Des élus allemands souhaitent interdire la chirurgie esthétique sur mineurs
BERLIN - Adolescentes qui se font rétrécir les seins, jeunes enfants tatoués, voire piercings sur des bambins: la classe politique allemande et une partie du corps médical s'inquiétaient mercredi des dérives de la chirurgie esthétique ou des marques corporelles sur les mineurs.
Les groupes parlementaires conservateur et social-démocrate, qui forment la "grande coalition" au pouvoir, devaient aborder ce dossier mercredi lors d'une audition devant la commission de la Santé du Bundestag.
A cette occasion ils ont présenté un texte demandant au gouvernement de la chancelière Angela Merkel de réfléchir à une interdiction des opérations de chirurgie esthétique pratiquées sur les mineurs.
"Chez les 9-14 ans, un enfant sur cinq souhaite déjà subir une opération esthétique", affirme ce texte, citant un récent sondage. "Souhaiter une nouvelle poitrine pour le baccalauréat n'est plus une exception", ajoute la motion.
Actuellement, ces opérations, de plus en plus fréquentes, doivent être autorisées par les parents, mais ne requièrent pas une expertise médicale préalable. "Même quand l'adolescent est informé correctement, on ne peut être certain qu'il soit conscient de tout ce que sa décision implique", estiment les députés de la majorité.
Il est devenu "inéluctable" de légiférer sur la question, en interdisant "purement et simplement" ces opérations chez les mineurs, et en punissant les médecins qui les pratiquent, a estimé le député social-démocrate Karl Lauterbach.
Ne sont pas visées les interventions destinées à corriger un véritable problème de santé, "comme par exemple une déformation du nez qui gênerait la respiration", mais des opérations visant à grossir ou réduire les seins, ou encore les lipo-succions", a ajouté le parlementaire, qui estime à 100.000 par an le nombre d'"interventions discutables" sur des moins de 16 ans.
Consultée par les parlementaires, la Fédération allemande des pédiatres (BVKJ) s'est également prononcée pour une interdiction de ces interventions, même lorsqu'elles sont autorisées par les parents.

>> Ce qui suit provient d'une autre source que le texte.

//! Rendering operations.
//!
//! Each operation is fully self-contained: it opens its own browser session,
//! configures and navigates a page, produces one artifact and tears
//! everything down again — success, failure or timeout. Nothing is shared
//! between concurrent operations.

use std::sync::Arc;
use std::time::Duration;

use headless_chrome::protocol::cdp::Page as CdpPage;
use headless_chrome::protocol::cdp::Page::CaptureScreenshotFormatOption;
use headless_chrome::protocol::cdp::Performance;
use headless_chrome::types::PrintToPdfOptions;
use headless_chrome::Tab;
use serde::{Deserialize, Serialize};
use utoipa::ToSchema;

use crate::error::{RenderError, Result};
use crate::page::Page;
use crate::session::{Session, DEFAULT_VIEWPORT};
use crate::text;

/// Bounded wait for a caller-supplied CSS selector.
const SELECTOR_TIMEOUT: Duration = Duration::from_secs(5);

/// 20 CSS pixels expressed in inches, the unit `printToPDF` expects.
const PDF_MARGIN_INCHES: f64 = 20.0 / 96.0;

/// Returns the full document markup with every `<script>` element removed.
const STRIPPED_HTML_JS: &str = r#"
(() => {
    const clone = document.documentElement.cloneNode(true);
    const scripts = clone.getElementsByTagName('script');
    while (scripts.length > 0) {
        scripts[0].parentNode.removeChild(scripts[0]);
    }
    return clone.outerHTML;
})()
"#;

// ============================================================================
// Options
// ============================================================================

/// Screenshot options as they arrive from the routing layer. Numeric fields
/// are strings there; anything absent or malformed falls back to defaults.
#[derive(Debug, Clone, Default)]
pub struct ScreenshotOptions {
    pub width: Option<String>,
    pub height: Option<String>,
    pub full_page: Option<String>,
}

impl ScreenshotOptions {
    /// Viewport for this call: both dimensions must parse, otherwise the
    /// default applies.
    pub fn viewport(&self) -> (u32, u32) {
        match (parse_dimension(&self.width), parse_dimension(&self.height)) {
            (Some(width), Some(height)) => (width, height),
            _ => DEFAULT_VIEWPORT,
        }
    }

    pub fn full_page(&self) -> bool {
        flag(&self.full_page)
    }
}

#[derive(Debug, Clone, Default)]
pub struct PdfOptions {
    pub format: Option<String>,
    pub landscape: Option<String>,
}

impl PdfOptions {
    /// Paper size in inches for the requested format; unknown formats fall
    /// back to A4 like the rest of the option handling.
    pub fn paper_size(&self) -> (f64, f64) {
        match self
            .format
            .as_deref()
            .map(|f| f.trim().to_ascii_lowercase())
            .as_deref()
        {
            Some("letter") => (8.5, 11.0),
            Some("legal") => (8.5, 14.0),
            Some("tabloid") => (11.0, 17.0),
            Some("a3") => (11.69, 16.54),
            Some("a5") => (5.83, 8.27),
            _ => (8.27, 11.69), // A4
        }
    }

    pub fn landscape(&self) -> bool {
        flag(&self.landscape)
    }
}

fn parse_dimension(value: &Option<String>) -> Option<u32> {
    value
        .as_deref()
        .and_then(|v| v.trim().parse::<u32>().ok())
        .filter(|v| *v > 0)
}

fn flag(value: &Option<String>) -> bool {
    value.as_deref().map(str::trim) == Some("true")
}

/// Browser performance counters plus the page's own performance timeline.
#[derive(Debug, Serialize, ToSchema)]
pub struct MetricsReport {
    #[schema(value_type = Object)]
    pub metrics: serde_json::Value,
    #[schema(value_type = Object)]
    pub performance: serde_json::Value,
}

// ============================================================================
// Operations
// ============================================================================

/// Capture a PNG screenshot of `url`, optionally at an overridden viewport
/// and optionally of the full scroll height.
pub async fn capture_screenshot(url: &str, options: &ScreenshotOptions) -> Result<Vec<u8>> {
    let session = Session::open_with_viewport(options.viewport())?;
    let result = screenshot_action(&session, url, options.full_page()).await;
    session.close();
    result
}

async fn screenshot_action(session: &Session, url: &str, full_page: bool) -> Result<Vec<u8>> {
    let page = Page::configure(session)?;
    page.navigate(url).await?;

    let clip = if full_page {
        Some(full_page_clip(page.tab())?)
    } else {
        None
    };
    let image =
        page.tab()
            .capture_screenshot(CaptureScreenshotFormatOption::Png, None, clip, true)?;
    Ok(image)
}

/// Measure the document's scrollable extent so the capture covers the whole
/// page rather than the visible viewport.
fn full_page_clip(tab: &Arc<Tab>) -> Result<CdpPage::Viewport> {
    #[derive(Deserialize)]
    struct Extent {
        width: f64,
        height: f64,
    }

    let extent: Extent = eval_json(
        tab,
        "JSON.stringify({
            width: Math.max(document.documentElement.scrollWidth, document.body ? document.body.scrollWidth : 0),
            height: Math.max(document.documentElement.scrollHeight, document.body ? document.body.scrollHeight : 0)
        })",
    )?;

    Ok(CdpPage::Viewport {
        x: 0.0,
        y: 0.0,
        width: extent.width.max(1.0),
        height: extent.height.max(1.0),
        scale: 1.0,
    })
}

/// Render `url` to a paginated PDF with fixed 20 px margins on all sides.
pub async fn render_pdf(url: &str, options: &PdfOptions) -> Result<Vec<u8>> {
    let session = Session::open()?;
    let result = pdf_action(&session, url, options).await;
    session.close();
    result
}

async fn pdf_action(session: &Session, url: &str, options: &PdfOptions) -> Result<Vec<u8>> {
    let page = Page::configure(session)?;
    page.navigate(url).await?;

    let (paper_width, paper_height) = options.paper_size();
    let pdf = page.tab().print_to_pdf(Some(PrintToPdfOptions {
        landscape: Some(options.landscape()),
        print_background: Some(true),
        paper_width: Some(paper_width),
        paper_height: Some(paper_height),
        margin_top: Some(PDF_MARGIN_INCHES),
        margin_bottom: Some(PDF_MARGIN_INCHES),
        margin_left: Some(PDF_MARGIN_INCHES),
        margin_right: Some(PDF_MARGIN_INCHES),
        ..Default::default()
    }))?;
    Ok(pdf)
}

/// Return page markup: the matched element's inner HTML when a selector is
/// given, otherwise the whole document with `<script>` elements stripped.
pub async fn page_content(url: &str, selector: Option<&str>) -> Result<String> {
    let session = Session::open()?;
    let result = content_action(&session, url, selector).await;
    session.close();
    result
}

async fn content_action(session: &Session, url: &str, selector: Option<&str>) -> Result<String> {
    let page = Page::configure(session)?;
    page.navigate(url).await?;
    page.tab().wait_for_element("body")?;
    page.await_dynamic_settle().await;

    match selector {
        Some(selector) => {
            page.tab()
                .wait_for_element_with_custom_timeout(selector, SELECTOR_TIMEOUT)
                .map_err(|_| RenderError::ElementNotFound {
                    selector: selector.to_string(),
                })?;

            let probe = format!(
                "(() => {{ const el = document.querySelector({sel}); return el ? el.innerHTML : null; }})()",
                sel = serde_json::to_string(selector)
                    .map_err(|e| RenderError::Configuration(format!("invalid selector: {e}")))?,
            );
            let markup = page.tab().evaluate(&probe, false)?;
            match markup.value.as_ref().and_then(|v| v.as_str()) {
                Some(inner) => Ok(inner.to_string()),
                None => Err(RenderError::ElementNotFound {
                    selector: selector.to_string(),
                }),
            }
        }
        None => eval_string(page.tab(), STRIPPED_HTML_JS),
    }
}

/// Execute caller-supplied script source in the page and return its value.
/// A page-side exception becomes an [`RenderError::Evaluation`] carrying the
/// in-page message.
pub async fn evaluate_script(url: &str, script: &str) -> Result<serde_json::Value> {
    if script.trim().is_empty() {
        return Err(RenderError::Configuration(
            "script must not be empty".to_string(),
        ));
    }
    let session = Session::open()?;
    let result = evaluate_action(&session, url, script).await;
    session.close();
    result
}

async fn evaluate_action(
    session: &Session,
    url: &str,
    script: &str,
) -> Result<serde_json::Value> {
    let page = Page::configure(session)?;
    page.navigate(url).await?;

    #[derive(Deserialize)]
    struct Outcome {
        #[serde(default)]
        value: Option<serde_json::Value>,
        #[serde(default)]
        error: Option<String>,
    }

    let wrapper = evaluation_wrapper(script)?;
    let outcome: Outcome = {
        let result = page.tab().evaluate(&wrapper, true)?;
        let raw = result
            .value
            .as_ref()
            .and_then(|v| v.as_str())
            .ok_or_else(|| {
                RenderError::Evaluation("script produced no serializable result".to_string())
            })?;
        serde_json::from_str(raw)
            .map_err(|e| RenderError::Browser(anyhow::anyhow!("malformed evaluation result: {e}")))?
    };

    match outcome.error {
        Some(message) => Err(RenderError::Evaluation(message)),
        None => Ok(outcome.value.unwrap_or(serde_json::Value::Null)),
    }
}

/// Wrap caller source so exceptions come back as data instead of tearing
/// down the CDP call, and promises are awaited like a devtools console would.
fn evaluation_wrapper(script: &str) -> Result<String> {
    let source = serde_json::to_string(script)
        .map_err(|e| RenderError::Configuration(format!("invalid script source: {e}")))?;
    Ok(format!(
        r#"
(async () => {{
    try {{
        let value = (0, eval)({source});
        if (value instanceof Promise) {{
            value = await value;
        }}
        return JSON.stringify({{ value: value === undefined ? null : value }});
    }} catch (err) {{
        return JSON.stringify({{ error: String(err && err.message ? err.message : err) }});
    }}
}})()
"#
    ))
}

/// Collect browser performance counters and the page's performance snapshot.
pub async fn collect_metrics(url: &str) -> Result<MetricsReport> {
    let session = Session::open()?;
    let result = metrics_action(&session, url).await;
    session.close();
    result
}

async fn metrics_action(session: &Session, url: &str) -> Result<MetricsReport> {
    let page = Page::configure(session)?;

    // Counters only accumulate once the domain is enabled, so enable before
    // the navigation they should describe.
    page.tab()
        .call_method(Performance::Enable { time_domain: None })?;
    page.navigate(url).await?;

    let counters = page.tab().call_method(Performance::GetMetrics(None))?;
    let metrics: serde_json::Map<String, serde_json::Value> = counters
        .metrics
        .into_iter()
        .map(|m| (m.name, serde_json::json!(m.value)))
        .collect();

    let performance = eval_json(page.tab(), "JSON.stringify(performance.toJSON())")?;

    Ok(MetricsReport {
        metrics: serde_json::Value::Object(metrics),
        performance,
    })
}

/// Extract the page's human-readable text with structural spacing.
pub async fn visible_text(url: &str) -> Result<String> {
    let session = Session::open()?;
    let result = text_action(&session, url).await;
    session.close();
    result
}

async fn text_action(session: &Session, url: &str) -> Result<String> {
    let page = Page::configure(session)?;
    page.navigate(url).await?;
    page.tab().wait_for_element("body")?;
    page.await_dynamic_settle().await;

    let snapshot = text::capture_snapshot(page.tab())?;
    Ok(text::extract_visible_text(&snapshot))
}

// ============================================================================
// Evaluation helpers
// ============================================================================

fn eval_string(tab: &Arc<Tab>, script: &str) -> Result<String> {
    let result = tab.evaluate(script, false)?;
    result
        .value
        .as_ref()
        .and_then(|v| v.as_str())
        .map(str::to_owned)
        .ok_or_else(|| RenderError::Browser(anyhow::anyhow!("expected a string result from page")))
}

fn eval_json<T: serde::de::DeserializeOwned>(tab: &Arc<Tab>, script: &str) -> Result<T> {
    let raw = eval_string(tab, script)?;
    serde_json::from_str(&raw)
        .map_err(|e| RenderError::Browser(anyhow::anyhow!("malformed page result: {e}")))
}

#[cfg(test)]
mod tests {
    use super::*;

    #[test]
    fn viewport_defaults_when_dimensions_missing_or_malformed() {
        let options = ScreenshotOptions::default();
        assert_eq!(options.viewport(), DEFAULT_VIEWPORT);

        let options = ScreenshotOptions {
            width: Some("not-a-number".into()),
            height: Some("1080".into()),
            full_page: None,
        };
        assert_eq!(options.viewport(), DEFAULT_VIEWPORT);

        let options = ScreenshotOptions {
            width: Some("0".into()),
            height: Some("600".into()),
            full_page: None,
        };
        assert_eq!(options.viewport(), DEFAULT_VIEWPORT);
    }

    #[test]
    fn viewport_override_needs_both_dimensions() {
        let options = ScreenshotOptions {
            width: Some("800".into()),
            height: Some("600".into()),
            full_page: None,
        };
        assert_eq!(options.viewport(), (800, 600));

        let options = ScreenshotOptions {
            width: Some("800".into()),
            height: None,
            full_page: None,
        };
        assert_eq!(options.viewport(), DEFAULT_VIEWPORT);
    }

    #[test]
    fn flags_only_accept_the_string_true() {
        let options = ScreenshotOptions {
            full_page: Some("true".into()),
            ..Default::default()
        };
        assert!(options.full_page());

        for value in ["false", "TRUE", "1", "yes", ""] {
            let options = ScreenshotOptions {
                full_page: Some(value.into()),
                ..Default::default()
            };
            assert!(!options.full_page(), "{value:?} should not enable fullPage");
        }
    }

    #[test]
    fn paper_formats_map_to_inches_with_a4_fallback() {
        let a4 = PdfOptions::default().paper_size();
        assert_eq!(a4, (8.27, 11.69));

        let letter = PdfOptions {
            format: Some("Letter".into()),
            landscape: None,
        };
        assert_eq!(letter.paper_size(), (8.5, 11.0));

        let unknown = PdfOptions {
            format: Some("postcard".into()),
            landscape: None,
        };
        assert_eq!(unknown.paper_size(), a4);
    }

    #[test]
    fn pdf_margins_are_twenty_css_pixels() {
        assert!((PDF_MARGIN_INCHES - 20.0 / 96.0).abs() < f64::EPSILON);
    }

    #[test]
    fn evaluation_wrapper_embeds_source_as_json_literal() {
        let wrapper = evaluation_wrapper("document.title + \"!\"").unwrap();
        assert!(wrapper.contains(r#""document.title + \"!\"""#));
        assert!(wrapper.contains("instanceof Promise"));
        assert!(wrapper.contains("JSON.stringify({ error:"));
    }

    #[tokio::test]
    async fn empty_scripts_are_rejected_before_a_browser_is_launched() {
        let err = evaluate_script("https://example.com", "   ").await;
        assert!(matches!(err, Err(RenderError::Configuration(_))));
    }
}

"Les conséquences sont difficilement prévisibles, et ne peuvent être sérieusement estimées ni par les patients mineurs, ni par leurs représentants légaux", estime la BVKJ dans une prise de position transmise au Parlement.
"Nous sommes également inquiets du nombre croissant d'enfants de moins de dix ans qui se font poser des piercings ou des tatouages permanents", ont ajouté les pédiatres.
"Lorsqu'un cirque montre un ours avec un anneau dans le nez, les défenseurs des animaux montent immédiatement au créneau, mais lorsqu'on met un piercing à un enfant en bas âge, personne ne réagit", s'est insurgé dans le quotidien Frankfurter Rundschau le président de la BVKJ, Wolfram Hartmann.